He is postmillenial, but not Theonomic, which I can respect.


----------



## brymaes (Oct 27, 2005)

> Not sure about his theology, but I don't think his voice is as cool as Sr's.



No, it's not.


----------



## Anton Bruckner (Oct 27, 2005)

he comes across angry to me. His Dad whom I have to thank for singlehandedly educating me, making me read, "Augustine, Plato, Calvin, Luther", comes across much more patient, fatherly and methodical.


----------



## heartoflesh (Oct 27, 2005)

> _Originally posted by Slippery_
> ...His Dad whom I have to thank for singlehandedly educating me, making me read, "Augustine, Plato, Calvin, Luther", comes across much more patient, fatherly and methodical.



It's all in the voice.


----------



## LadyFlynt (Oct 27, 2005)

I met the man once...a run-in in a homeschool bookstore. (embarrassingly, I thought he was working there...had never seen a picture of him before...LOL). Hubby spoke with him for a bit while I shopped (yes, I continued shopping after knowing who he was...wanted hubby to have that time with another man). Hubby found him to be very down to earth. He definately was not the angry sort. I've listened to him on some Vision Forum CDs and found him to speak very well and to hit right on the issues. We've been reading one of his books and are enjoying it.


----------



## Arch2k (Oct 27, 2005)

> _Originally posted by NaphtaliPress_
> *Neither Sproul is a strict RPW guy are they?* One of them I heard was not opposed to incense (sorry, some years back and don't recall the details), and of course the holy day question....

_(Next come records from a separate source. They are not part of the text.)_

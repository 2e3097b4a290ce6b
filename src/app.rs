//! Visibility Dashboard App
//!
//! Resolves the API configuration, provides the shared context and renders
//! the page for the current location.

use leptos::prelude::*;
use tracing::{debug, info};
use visibility_core::Route;

use crate::commands::{self, HttpApi};
use crate::components::NavBar;
use crate::config;
use crate::context::AppContext;
use crate::pages::{DashboardPage, EditQueryPage, NotFoundPage, QueriesPage, QueryDetailPage};

#[component]
pub fn App() -> impl IntoView {
    let api_config = config::api_config();
    info!(base_url = %api_config.base_url, "api configured");

    let (reload_trigger, set_reload_trigger) = signal(0u32);

    // Provide context to all children
    provide_context(AppContext::new(HttpApi::new(api_config), (reload_trigger, set_reload_trigger)));

    let route = Route::parse(&commands::current_path());
    debug!(?route, "route resolved");

    let page = match route.clone() {
        Route::Dashboard => view! { <DashboardPage /> }.into_any(),
        Route::Queries => view! { <QueriesPage /> }.into_any(),
        Route::QueryDetail(id) => view! { <QueryDetailPage id=id /> }.into_any(),
        Route::EditQuery(id) => view! { <EditQueryPage id=Some(id) /> }.into_any(),
        Route::NewQuery => view! { <EditQueryPage id=None /> }.into_any(),
        Route::NotFound => view! { <NotFoundPage /> }.into_any(),
    };

    view! {
        <div class="app-layout">
            <NavBar current=route />
            <main class="main-content">{page}</main>
        </div>
    }
}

I appreciate Sproul senior, but this is definately one bone I have to pic with him.


----------



## heartoflesh (Oct 27, 2005)

> _Originally posted by Jeff_Bartel_
> 
> 
> > _Originally posted by NaphtaliPress_
> ...



Does Sproul articulate his position regarding RPW anywhere? In any book, paper, tape?


----------



## daveb (Oct 27, 2005)

I read the Highlands Study Center Squiblog that he writes and find it quite good.


----------



## wsw201 (Oct 27, 2005)

> I actually enjoy most of what I have read from Jr. In particular, I am sympathetic to his agrarian convictions. Although he is a little more separatistic than I like.



He spoke at my church years ago and the "separatist" and "agrarian" views came out big time. Very much against a church incorporating, home schooling only (church members should be disciplined if they do anything but home school) and seems to have a view of the family that is very patriarchal.


----------



## Arch2k (Oct 27, 2005)

> _Originally posted by Rick Larson_
> 
> 
> > _Originally posted by Jeff_Bartel_
> ...



Not that I am aware of. I do know that he is non-EP, uses instruments, and has a choir in his church. Incense poses an even bigger violation In my humble opinion.


----------



## WrittenFromUtopia (Oct 27, 2005)

Well, Jeff, Calvin held incense to be in the same category as organs and pianos. I don't think it is "any worse," but it is definitely NOT good.


----------



## fredtgreco (Oct 27, 2005)

> _Originally posted by wsw201_
> 
> He spoke at my church years ago and the "separatist" and "agrarian" views came out big time. Very much against a church incorporating, home schooling only (church members should be disciplined if they do anything but home school)



It was this view on schooling that prevented his acceptance into a PCA Presbytery.


----------



## Scott Bushey (Oct 27, 2005)

Not that I am able, but I agree with his theory on schooling the child. I suppose he would say that I am in sin in that regard.


----------



## brymaes (Oct 27, 2005)

> Very much against a church incorporating



As is his denomination, the RPCGA, which denounces church incorporation as Erastianism.


----------



## VictorBravo (Oct 27, 2005)

> _Originally posted by WrittenFromUtopia_
> Well, Jeff, Calvin held incense to be in the same category as organs and pianos. I don't think it is "any worse," but it is definitely NOT good.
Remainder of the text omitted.